* **Prompt**
Filter the entries that follow, copying every line in which the word "Result" appears.

* **Exercise data**
-.-.-
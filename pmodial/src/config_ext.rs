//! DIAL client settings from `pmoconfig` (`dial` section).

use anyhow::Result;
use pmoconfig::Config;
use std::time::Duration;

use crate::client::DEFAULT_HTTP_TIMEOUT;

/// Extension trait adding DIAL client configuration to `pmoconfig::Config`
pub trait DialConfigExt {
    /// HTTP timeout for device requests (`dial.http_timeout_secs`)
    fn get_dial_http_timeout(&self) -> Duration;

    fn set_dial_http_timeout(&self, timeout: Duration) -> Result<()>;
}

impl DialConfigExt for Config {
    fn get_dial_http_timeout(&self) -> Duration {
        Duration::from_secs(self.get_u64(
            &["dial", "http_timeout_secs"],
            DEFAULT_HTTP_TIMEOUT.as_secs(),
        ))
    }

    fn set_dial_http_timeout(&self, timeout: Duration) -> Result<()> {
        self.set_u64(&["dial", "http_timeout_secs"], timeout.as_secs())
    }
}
-.-.-
* **Task answer**
use anyhow::Result;
    fn set_dial_http_timeout(&self, timeout: Duration) -> Result<()>;
    fn set_dial_http_timeout(&self, timeout: Duration) -> Result<()> {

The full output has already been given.